(Stored data)
──────────

use crate::model::{AveragedResult, ClusterSet, Recording, Spectrum};
use crate::request::CaptureRequest;

/// Fournit des enregistrements mono au pipeline.
///
/// Implémenté par : `MicrophoneSource`, `FileSource`, `ToneSource`.
///
/// # Example
/// ```
/// use ts_core::traits::AudioSource;
/// use ts_core::model::Recording;
/// use ts_core::request::CaptureRequest;
///
/// struct Silence;
/// impl AudioSource for Silence {
///     fn capture(&mut self, request: &CaptureRequest) -> anyhow::Result<Recording> {
///         Ok(Recording::new(
///             vec![0.0; request.sample_count()],
///             request.duration_secs(),
///             request.sample_rate_hz(),
///         ))
///     }
///     fn name(&self) -> &'static str { "silence" }
/// }
/// ```
pub trait AudioSource {
    /// Enregistre `request.duration_secs()` secondes.
    ///
    /// Bloque pendant toute la durée de la capture pour les sources live.
    /// Le périphérique est libéré avant le retour, même en cas d'erreur.
    ///
    /// # Errors
    /// Device, stream, or decode failures.
    fn capture(&mut self, request: &CaptureRequest) -> anyhow::Result<Recording>;

    /// Nom lisible pour les logs.
    fn name(&self) -> &'static str;
}

/// Affiche les résultats d'un essai et les moyennes.
///
/// # Example
/// ```
/// use ts_core::traits::Visualizer;
/// use ts_core::model::{AveragedResult, ClusterSet, Recording, Spectrum};
/// use ts_core::request::CaptureRequest;
///
/// struct Quiet;
/// impl Visualizer for Quiet {
///     fn show_trial(&mut self, _trial: usize, _request: &CaptureRequest, _rec: &Recording,
///                   _spectrum: &Spectrum, _clusters: &ClusterSet) -> anyhow::Result<()> { Ok(()) }
///     fn show_average(&mut self, _result: &AveragedResult) -> anyhow::Result<()> { Ok(()) }
/// }
/// ```
pub trait Visualizer {
    /// Per-trial display. `trial` is 1-based; `request` carries the
    /// corrections the validator applied.
    ///
    /// # Errors
    /// Output failures.
    fn show_trial(
        &mut self,
        trial: usize,
        request: &CaptureRequest,
        recording: &Recording,
        spectrum: &Spectrum,
        clusters: &ClusterSet,
    ) -> anyhow::Result<()>;

    /// Aggregate display, called each time a batch of trials completes.
    ///
    /// # Errors
    /// Output failures.
    fn show_average(&mut self, result: &AveragedResult) -> anyhow::Result<()>;
}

──────────

DIRECTIONS:
Every record shown above must be echoed exactly.

EXERCISE ANSWER:
use crate::model::{AveragedResult, ClusterSet, Recording, Spectrum};
use crate::request::CaptureRequest;

/// Fournit des enregistrements mono au pipeline.
///
/// Implémenté par : `MicrophoneSource`, `FileSource`, `ToneSource`.
///
/// # Example
/// ```
/// use ts_core::traits::AudioSource;
/// use ts_core::model::Recording;
/// use ts_core::request::CaptureRequest;
///
/// struct Silence;
/// impl AudioSource for Silence {
///     fn capture(&mut self, request: &CaptureRequest) -> anyhow::Result<Recording> {
///         Ok(Recording::new(
///             vec![0.0; request.sample_count()],
///             request.duration_secs(),
///             request.sample_rate_hz(),
///         ))
///     }
///     fn name(&self) -> &'static str { "silence" }
/// }
/// ```
pub trait AudioSource {
    /// Enregistre `request.duration_secs()` secondes.
    ///
    /// Bloque pendant toute la durée de la capture pour les sources live.
    /// Le périphérique est libéré avant le retour, même en cas d'erreur.
    ///
    /// # Errors
    /// Device, stream, or decode failures.
    fn capture(&mut self, request: &CaptureRequest) -> anyhow::Result<Recording>;

    /// Nom lisible pour les logs.
    fn name(&self) -> &'static str;
}

/// Affiche les résultats d'un essai et les moyennes.
///
/// # Example
/// ```
/// use ts_core::traits::Visualizer;
/// use ts_core::model::{AveragedResult, ClusterSet, Recording, Spectrum};
/// use ts_core::request::CaptureRequest;
///
/// struct Quiet;
/// impl Visualizer for Quiet {
///     fn show_trial(&mut self, _trial: usize, _request: &CaptureRequest, _rec: &Recording,
///                   _spectrum: &Spectrum, _clusters: &ClusterSet) -> anyhow::Result<()> { Ok(()) }
///     fn show_average(&mut self, _result: &AveragedResult) -> anyhow::Result<()> { Ok(()) }
/// }
/// ```
pub trait Visualizer {
    /// Per-trial display. `trial` is 1-based; `request` carries the
    /// corrections the validator applied.
    ///
    /// # Errors
    /// Output failures.
    fn show_trial(
        &mut self,
        trial: usize,
        request: &CaptureRequest,
        recording: &Recording,
        spectrum: &Spectrum,
        clusters: &ClusterSet,
    ) -> anyhow::Result<()>;

    /// Aggregate display, called each time a batch of trials completes.
    ///
    /// # Errors
    /// Output failures.
    fn show_average(&mut self, result: &AveragedResult) -> anyhow::Result<()>;
}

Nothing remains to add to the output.